Thursday, October 28, 2010

Balls Jr. #15: Oranges Are Not the Only Fruit - Jeanette Winterson

"If there's such a thing as spiritual adultery, my mother was a whore."
Oranges Are Not the Only Fruit is the coming of age/coming out story of Jeanette, a girl adopted by evangelical Pentecostal parents in 1960s Britain. It reminded me of both Running With Scissors, for the insanity and neglectful parenting that was inflicted on her, and Elmer Gantry, for the religious fervor. In Gantry, though, everybody was a hypocrite, pretending to believe in God. Here, people believe. Oh, do they believe. Jeanette's mother wanted a child, one not born of her loins, specifically to train to serve The Lord, so Jeanette grows up wanting to be a missionary and believing that she has been chosen by God. When she's young, she loses her hearing, and everyone in her congregation stops talking to her because they think she's just having an extra-spiritual experience. When the government forces her mother to send her to school, Jeanette's outspoken beliefs quickly make her an outcast, despite a truly impressive-sounding eggshell Jesus diorama.

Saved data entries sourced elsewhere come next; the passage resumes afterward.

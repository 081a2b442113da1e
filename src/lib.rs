//! # docflow
//!
//! Client-side orchestrator for the DocFlow document conversion service.
//!
//! ## Why this crate?
//!
//! The DocFlow backend exposes a dozen file-processing tools (merge PDFs,
//! split a PDF, stamp page numbers, bundle images into a PDF, …) behind
//! structurally identical endpoints: POST a `multipart/form-data` body, get
//! back the processed artifact or a structured error. Hand-writing that flow
//! once per tool produces a dozen near-copies that drift apart — this crate
//! implements it once, parameterised by a per-tool configuration record, so
//! a new tool is a table entry rather than a new code path.
//!
//! ## Pipeline Overview
//!
//! ```text
//! selection
//!  │
//!  ├─ 1. Acquire   normalise picked files into descriptors
//!  ├─ 2. Validate  count / type / size / option rules from the catalog
//!  ├─ 3. Build     multipart payload, file parts in selection order
//!  ├─ 4. Invoke    one HTTPS POST, uniform error classification
//!  ├─ 5. Persist   atomic write under the tool's naming policy
//!  └─ 6. Share     offer the saved file; absent surface downgrades to a notice
//! ```
//!
//! ## Quick Start
//!
//! ```rust,no_run
//! use docflow::{
//!     ArtifactStore, HttpRemoteClient, NoShareSurface, ProcessingSession, ServiceConfig,
//! };
//!
//! #[tokio::main]
//! async fn main() -> Result<(), Box<dyn std::error::Error>> {
//!     let config = ServiceConfig::default();
//!     let remote = HttpRemoteClient::new(config.clone())?;
//!     let store = ArtifactStore::new(&config.documents_dir);
//!
//!     let mut session = ProcessingSession::new("merge-pdf", config)?;
//!     session.add_files(docflow::pick_paths(&["a.pdf".into(), "b.pdf".into()])?);
//!
//!     let outcome = session.process(&remote, &store, &NoShareSurface).await?;
//!     println!("{}", outcome.notice);
//!     Ok(())
//! }
//! ```
//!
//! ## Assumptions
//!
//! This is a single-backend client: no authentication header is sent, no API
//! version is negotiated, and a failed call is never retried automatically —
//! the user decides whether to resubmit. Uploads are not cached, deduped,
//! chunked, or resumable.
//!
//! The progress percentage reported while a request is in flight is a timed
//! animation, not a transfer measurement; see [`state`] for the contract.

// ── Modules ──────────────────────────────────────────────────────────────

pub mod catalog;
pub mod config;
pub mod error;
pub mod options;
pub mod pipeline;
pub mod progress;
pub mod session;
pub mod state;

// ── Re-exports ───────────────────────────────────────────────────────────

pub use catalog::{ToolCategory, ToolDescriptor};
pub use config::{FileKind, NamingPolicy, ServiceConfig, ServiceConfigBuilder, ToolConfig};
pub use error::{ProcessError, RemoteError, ValidationError};
pub use options::{
    CompressionLevel, OptionSchema, PageNumberFormat, PagePosition, ToolOptions,
};
pub use pipeline::acquire::{FilePicker, PathPicker};
pub use pipeline::persist::ArtifactStore;
pub use pipeline::remote::{
    cancel_pair, BinaryArtifact, CancelHandle, CancelToken, HttpRemoteClient, RemoteService,
};
pub use pipeline::request::{FilePart, RequestPayload};
pub use pipeline::share::{NoShareSurface, ShareOutcome, ShareSurface};
pub use progress::{NoopObserver, Observer, SessionObserver};
pub use session::{FileDescriptor, ProcessOutcome, ProcessingSession};
pub use state::{Phase, ProcessingState};

use std::path::PathBuf;

/// Convenience: descriptors for a list of local paths, in the given order.
pub fn pick_paths(paths: &[PathBuf]) -> Result<Vec<FileDescriptor>, ProcessError> {
    PathPicker.pick_all(paths)
}
//! CLI binary for docflow.
//!
//! A thin shim over the library crate that maps CLI flags to a
//! `ProcessingSession` and renders its progress.

use anyhow::{Context, Result};
use clap::{Parser, Subcommand};
use docflow::{
    cancel_pair, catalog, ArtifactStore, CompressionLevel, HttpRemoteClient, NoShareSurface,
    Observer, PageNumberFormat, PagePosition, Phase, ProcessingSession, ProcessingState,
    ServiceConfig, SessionObserver, ToolOptions,
};
use indicatif::{ProgressBar, ProgressStyle};
use std::io;
use std::path::PathBuf;
use std::sync::Arc;
use std::time::Duration;
use tracing_subscriber::EnvFilter;

// ── ANSI colour helpers (no extra deps) ──────────────────────────────────────

fn green(s: &str) -> String {
    format!("\x1b[32m{s}\x1b[0m")
}
fn red(s: &str) -> String {
    format!("\x1b[31m{s}\x1b[0m")
}
fn dim(s: &str) -> String {
    format!("\x1b[2m{s}\x1b[0m")
}
fn bold(s: &str) -> String {
    format!("\x1b[1m{s}\x1b[0m")
}

// ── CLI progress observer using indicatif ────────────────────────────────────

/// Terminal observer: one bar that follows the session phases. The
/// percentage during the upload phase is the library's timed sweep, not a
/// byte count.
struct CliObserver {
    bar: ProgressBar,
}

impl CliObserver {
    fn new() -> Arc<Self> {
        let bar = ProgressBar::new(100);
        let style = ProgressStyle::with_template(
            "{spinner:.cyan} {prefix:.bold}  [{bar:42.green/238}] {pos:>3}%  {msg}",
        )
        .unwrap_or_else(|_| ProgressStyle::default_bar())
        .progress_chars("█▉▊▋▌▍▎▏  ")
        .tick_strings(&["⠋", "⠙", "⠹", "⠸", "⠼", "⠴", "⠦", "⠧", "⠇", "⠏", "⠿"]);

        bar.set_style(style);
        bar.set_prefix("Preparing");
        bar.enable_steady_tick(Duration::from_millis(80));
        Arc::new(Self { bar })
    }

    fn finish(&self) {
        self.bar.finish_and_clear();
    }
}

impl SessionObserver for CliObserver {
    fn on_state_change(&self, state: &ProcessingState) {
        let prefix = match state.phase {
            Phase::Idle => "Idle",
            Phase::Validating => "Checking",
            Phase::Uploading => "Uploading",
            Phase::Persisting => "Saving",
            Phase::Succeeded => "Done",
            Phase::Failed => "Failed",
        };
        self.bar.set_prefix(prefix);
        self.bar.set_message(state.message.clone());
        self.bar.set_position(state.progress_percent as u64);
    }

    fn on_progress(&self, percent: u8) {
        self.bar.set_position(percent as u64);
    }
}

const AFTER_HELP: &str = r#"EXAMPLES:
  # List the available tools
  docflow list

  # Merge three PDFs (output order = argument order)
  docflow run merge-pdf a.pdf b.pdf c.pdf

  # Split pages 1-3 and page 5 into a ZIP of PDFs
  docflow run split-pdf report.pdf --ranges 1-3,5

  # Reorder pages, rotating them a quarter turn
  docflow run organize-pdf report.pdf --page-order 3,1,2 --rotate 90

  # Stamp page numbers bottom-center, starting at page 2
  docflow run add-page-numbers report.pdf --start-page 2

  # Bundle photos into one PDF
  docflow run image-to-pdf img1.jpg img2.png

  # Convert a Word document against a self-hosted backend
  docflow run word-to-pdf notes.docx --base-url http://localhost:3000

ENVIRONMENT VARIABLES:
  DOCFLOW_BASE_URL       Service origin (default: hosted DocFlow backend)
  DOCFLOW_DOCUMENTS_DIR  Where artifacts are saved (default: ./documents)

NOTES:
  The progress bar animates on a timer while the upload is in flight; the
  service reports no transfer progress, so the percentage is cosmetic.
  Failed conversions are never retried automatically — rerun when ready.
"#;

/// Run DocFlow conversion tools from the command line.
#[derive(Parser, Debug)]
#[command(
    name = "docflow",
    version,
    about = "Process documents with the DocFlow conversion service",
    arg_required_else_help = true,
    color = clap::ColorChoice::Auto,
    after_long_help = AFTER_HELP
)]
struct Cli {
    #[command(subcommand)]
    command: Command,

    /// Enable DEBUG-level tracing logs.
    #[arg(short, long, env = "DOCFLOW_VERBOSE", global = true)]
    verbose: bool,

    /// Suppress all output except errors.
    #[arg(short, long, env = "DOCFLOW_QUIET", global = true)]
    quiet: bool,
}

#[derive(Subcommand, Debug)]
enum Command {
    /// List every available tool.
    List,
    /// Run a tool against one or more files.
    Run(RunArgs),
}

#[derive(clap::Args, Debug)]
struct RunArgs {
    /// Tool id, e.g. merge-pdf (see `docflow list`).
    tool: String,

    /// Input files, uploaded in the order given.
    #[arg(required = true)]
    files: Vec<PathBuf>,

    /// Service origin.
    #[arg(long, env = "DOCFLOW_BASE_URL")]
    base_url: Option<String>,

    /// Directory to save the result into.
    #[arg(long, env = "DOCFLOW_DOCUMENTS_DIR")]
    output_dir: Option<PathBuf>,

    /// Whole-request timeout in seconds.
    #[arg(long, env = "DOCFLOW_TIMEOUT", default_value_t = 120)]
    timeout: u64,

    /// split-pdf: page ranges, comma-separated tokens like 1-3,5.
    #[arg(long)]
    ranges: Option<String>,

    /// organize-pdf: new page order, e.g. 3,1,2.
    #[arg(long)]
    page_order: Option<String>,

    /// organize-pdf: rotate pages by 90, 180 or 270 degrees.
    #[arg(long)]
    rotate: Option<String>,

    /// compress-pdf: compression strength.
    #[arg(long, value_enum, default_value = "medium")]
    level: LevelArg,

    /// add-page-numbers: stamp position.
    #[arg(long, value_enum, default_value = "bottom-center")]
    position: PositionArg,

    /// add-page-numbers: first page to stamp (1-based).
    #[arg(long, default_value = "1")]
    start_page: String,

    /// add-page-numbers: number printed on that first page.
    #[arg(long, default_value = "1")]
    start_number: String,

    /// add-page-numbers: label style.
    #[arg(long, value_enum, default_value = "number-only")]
    number_format: FormatArg,

    /// Print the outcome as JSON instead of a summary line.
    #[arg(long)]
    json: bool,

    /// Disable the progress bar.
    #[arg(long)]
    no_progress: bool,
}

#[derive(clap::ValueEnum, Clone, Copy, Debug)]
enum LevelArg {
    Low,
    Medium,
    High,
}

impl From<LevelArg> for CompressionLevel {
    fn from(v: LevelArg) -> Self {
        match v {
            LevelArg::Low => CompressionLevel::Low,
            LevelArg::Medium => CompressionLevel::Medium,
            LevelArg::High => CompressionLevel::High,
        }
    }
}

#[derive(clap::ValueEnum, Clone, Copy, Debug)]
enum PositionArg {
    TopLeft,
    TopCenter,
    TopRight,
    MiddleLeft,
    MiddleCenter,
    MiddleRight,
    BottomLeft,
    BottomCenter,
    BottomRight,
}

impl From<PositionArg> for PagePosition {
    fn from(v: PositionArg) -> Self {
        match v {
            PositionArg::TopLeft => PagePosition::TopLeft,
            PositionArg::TopCenter => PagePosition::TopCenter,
            PositionArg::TopRight => PagePosition::TopRight,
            PositionArg::MiddleLeft => PagePosition::MiddleLeft,
            PositionArg::MiddleCenter => PagePosition::MiddleCenter,
            PositionArg::MiddleRight => PagePosition::MiddleRight,
            PositionArg::BottomLeft => PagePosition::BottomLeft,
            PositionArg::BottomCenter => PagePosition::BottomCenter,
            PositionArg::BottomRight => PagePosition::BottomRight,
        }
    }
}

#[derive(clap::ValueEnum, Clone, Copy, Debug)]
enum FormatArg {
    NumberOnly,
    PageOfTotal,
}

impl From<FormatArg> for PageNumberFormat {
    fn from(v: FormatArg) -> Self {
        match v {
            FormatArg::NumberOnly => PageNumberFormat::NumberOnly,
            FormatArg::PageOfTotal => PageNumberFormat::PageOfTotal,
        }
    }
}

#[tokio::main]
async fn main() -> Result<()> {
    let cli = Cli::parse();

    // ── Logging setup ────────────────────────────────────────────────────
    // INFO-level library logs would fight the progress bar for the
    // terminal; keep them at error unless --verbose asks for more.
    let filter = if cli.verbose { "debug" } else { "error" };
    tracing_subscriber::fmt()
        .with_env_filter(
            EnvFilter::try_from_default_env().unwrap_or_else(|_| EnvFilter::new(filter)),
        )
        .with_writer(io::stderr)
        .init();

    match cli.command {
        Command::List => {
            list_tools();
            Ok(())
        }
        Command::Run(args) => run_tool(args, cli.quiet).await,
    }
}

fn list_tools() {
    let mut current_category = None;
    for tool in catalog::all() {
        if current_category != Some(tool.category) {
            current_category = Some(tool.category);
            println!("\n{}", bold(&format!("{:?} tools", tool.category)));
        }
        println!("  {:<20} {}", tool.id, dim(tool.description));
    }
    println!();
}

async fn run_tool(args: RunArgs, quiet: bool) -> Result<()> {
    let mut config_builder = ServiceConfig::builder()
        .request_timeout(Duration::from_secs(args.timeout));
    if let Some(ref url) = args.base_url {
        config_builder = config_builder.base_url(url.clone());
    }
    if let Some(ref dir) = args.output_dir {
        config_builder = config_builder.documents_dir(dir.clone());
    }
    let config = config_builder.build();

    let remote = HttpRemoteClient::new(config.clone())
        .context("Failed to initialise the HTTP client")?;
    let store = ArtifactStore::new(&config.documents_dir);

    let mut session = ProcessingSession::new(&args.tool, config)
        .with_context(|| format!("No such tool: '{}'. Try `docflow list`.", args.tool))?;

    session.add_files(
        docflow::pick_paths(&args.files).context("Could not read the selected files")?,
    );

    if let Some(options) = build_options(&args, &session) {
        session.set_options(options);
    }

    // Surface the gate's verdict before submitting so the error reads like
    // the disabled-submit state the app shows.
    if let Err(reason) = session.validation() {
        anyhow::bail!("{reason}");
    }

    // Ctrl-C cancels the in-flight request instead of killing the process.
    let (cancel_handle, cancel_token) = cancel_pair();
    tokio::spawn(async move {
        if tokio::signal::ctrl_c().await.is_ok() {
            cancel_handle.cancel();
        }
    });

    let show_progress = !quiet && !args.no_progress && !args.json;
    let observer: Option<Arc<CliObserver>> = show_progress.then(CliObserver::new);
    let dyn_observer: Observer = match &observer {
        Some(obs) => Arc::clone(obs) as Observer,
        None => Arc::new(docflow::NoopObserver),
    };

    let outcome = session
        .process_with(&remote, &store, &NoShareSurface, dyn_observer, cancel_token)
        .await;

    if let Some(obs) = &observer {
        obs.finish();
    }

    match outcome {
        Ok(outcome) => {
            if args.json {
                println!(
                    "{}",
                    serde_json::json!({
                        "tool": args.tool,
                        "state": session.state(),
                        "artifact": outcome.artifact_path,
                        "notice": outcome.notice,
                    })
                );
            } else if !quiet {
                eprintln!(
                    "{} {}  {}",
                    green("✔"),
                    bold(session.descriptor().display_name),
                    dim(&outcome.notice),
                );
            }
            Ok(())
        }
        Err(err) => {
            if args.json {
                println!(
                    "{}",
                    serde_json::json!({
                        "tool": args.tool,
                        "state": session.state(),
                    })
                );
            } else {
                eprintln!("{} {}", red("✘"), err);
            }
            std::process::exit(1);
        }
    }
}

/// Map option flags onto the tool's option family; `None` keeps the
/// session's defaults (tools without options, or defaults untouched).
fn build_options(args: &RunArgs, session: &ProcessingSession) -> Option<ToolOptions> {
    use docflow::OptionSchema;

    match session.tool_config().options {
        OptionSchema::None => None,
        OptionSchema::Split => {
            let ranges = args
                .ranges
                .as_deref()
                .unwrap_or("")
                .split(',')
                .map(str::to_string)
                .collect();
            Some(ToolOptions::Split { ranges })
        }
        OptionSchema::Compress => Some(ToolOptions::Compress {
            level: args.level.into(),
        }),
        OptionSchema::Organize => Some(ToolOptions::Organize {
            page_order: args.page_order.clone().unwrap_or_default(),
            rotate_angle: args.rotate.clone(),
        }),
        OptionSchema::PageNumbers => Some(ToolOptions::PageNumbers {
            position: args.position.into(),
            start_page: args.start_page.clone(),
            start_number: args.start_number.clone(),
            format: args.number_format.into(),
        }),
    }
}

Exorcisms are performed on Jeanette after her romance with a female convert, Melanie, is found out. She's also locked in her room for days without food until she agrees to repent. She eventually leaves home/is kicked out and stays for a time with a sympathetic teacher at her school, before leaving for a job at a mental institution.

Years later, Jeanette runs into Melanie, who had immediately acquiesced to the demands for repentance for her lesbian sins. Melanie is pushing a stroller, and vacantly talks about her husband

Allegorical fairy tales are mixed into the story, about Perceval, one of King Arthur's knights, and a girl named Winnet Stonejar who meets a sorcerer in a forest. These additions keep the novel from being an autobiography, even though most of the main plot elements happened to Winterson .

The chapters are each named for a different book of the Bible. If I had any knowledge of the Bible, I might be able to discern some deeper meanings to the events in each section, but, alas, I got nothin'. Except for the first chapter, "Genesis." I get that.